I'm currently trying to introduce cache into a project. To make the example simple I will use an example of a blog having categories and posts. A category can have multiple posts assigned, and a post can be assigned to multiple categories.
I'm doubting between the following two strategies:
Strategy A:
- Caching the single posts
- Caching the complete list of posts for specific lists (e.g. posts by category, top-10, etc. etc.)
(to keep the example simple let's ignore pagination here)
Strategy B:
- Caching the single posts (exactly like with strategy A)
- For lists of posts (e.g. by category, top-10, etc. etc.) I ONLY cache the ids of the posts.
Retrieving a list would work as follows:
Create an empty array for the posts. Loop the post-ids for the list and call the find-method to retrieve a single post (this function would return the cached post when available of course).
Then add the returned post to the array of posts and finally return the array of posts.
My feeling tends to go towards strategy B because of the following reasons:
There are no duplicates in the cache. A post will only exist once in the cache (as a single item).
A post (except its non-changing id) will not exist in the lists. This would save storage space in the cache, which sounds welcoming when using in-memory cache drivers like Redis (RAM = expensive)
When a post changes I only have to invalidate and update the single cached post. All lists will still remain the same as they only contain the ids.
It would make pagination completely independent of the database (also saving the need for paginated queries) because I can slice the list of ids myself.
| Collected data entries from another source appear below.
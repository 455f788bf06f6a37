//! # bodygen
//!
//! Generator for the HTTP body layer of a service: given a fully resolved
//! design (type graph, methods, attribute bindings), it synthesizes the
//! Rust source for wire body structs, marshal/unmarshal conversion
//! functions and decode-side validation functions. The generated code is
//! plain `serde`-annotated Rust that compiles into the consuming crate next
//! to its own domain types.
//!
//! ## Architecture
//!
//! - **[`design`]** - resolved design model: type graph arena, method and
//!   binding descriptors, view definitions, and the pre-generation design
//!   checks
//! - **[`generator`]** - the synthesizers: body-type derivation,
//!   declarations, marshal, unmarshal (with view projection), validation,
//!   and the run-scoped dedup registry
//! - **[`cli`]** - the `bodygen-gen` command line front end
//!
//! ## Generation Flow
//!
//! A run loads a resolved design, checks it, then walks each service's
//! methods in order. Every method contributes its request body (encode
//! direction) and one body per response status and named error (decode
//! direction). Declarations and shared nested helpers are deduplicated per
//! run, so two methods exchanging the same user type share one conversion
//! function.
//!
//! The generator itself performs no HTTP and owns no runtime: constraint
//! checks in generated code call into a runtime module of the consuming
//! crate, addressed by a configurable path.

pub mod cli;
pub mod design;
pub mod generator;

pub use design::{load_design, Design};
pub use generator::{generate_design, generate_service, CodegenOptions};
A downside could be that the initial request needs more database-queries (as all posts are queried independently because of the list of ids and the loop to create the output for a list)
But this would only be the case for the first load because after that the (most) content will come from the cache.
Maybe there's a name for this method of caching, but I was unable to find anything about this online, making me doubt if this would a good approach at all.
I'm very curious about your opinions or possible alternatives that maybe are (even) more efficient.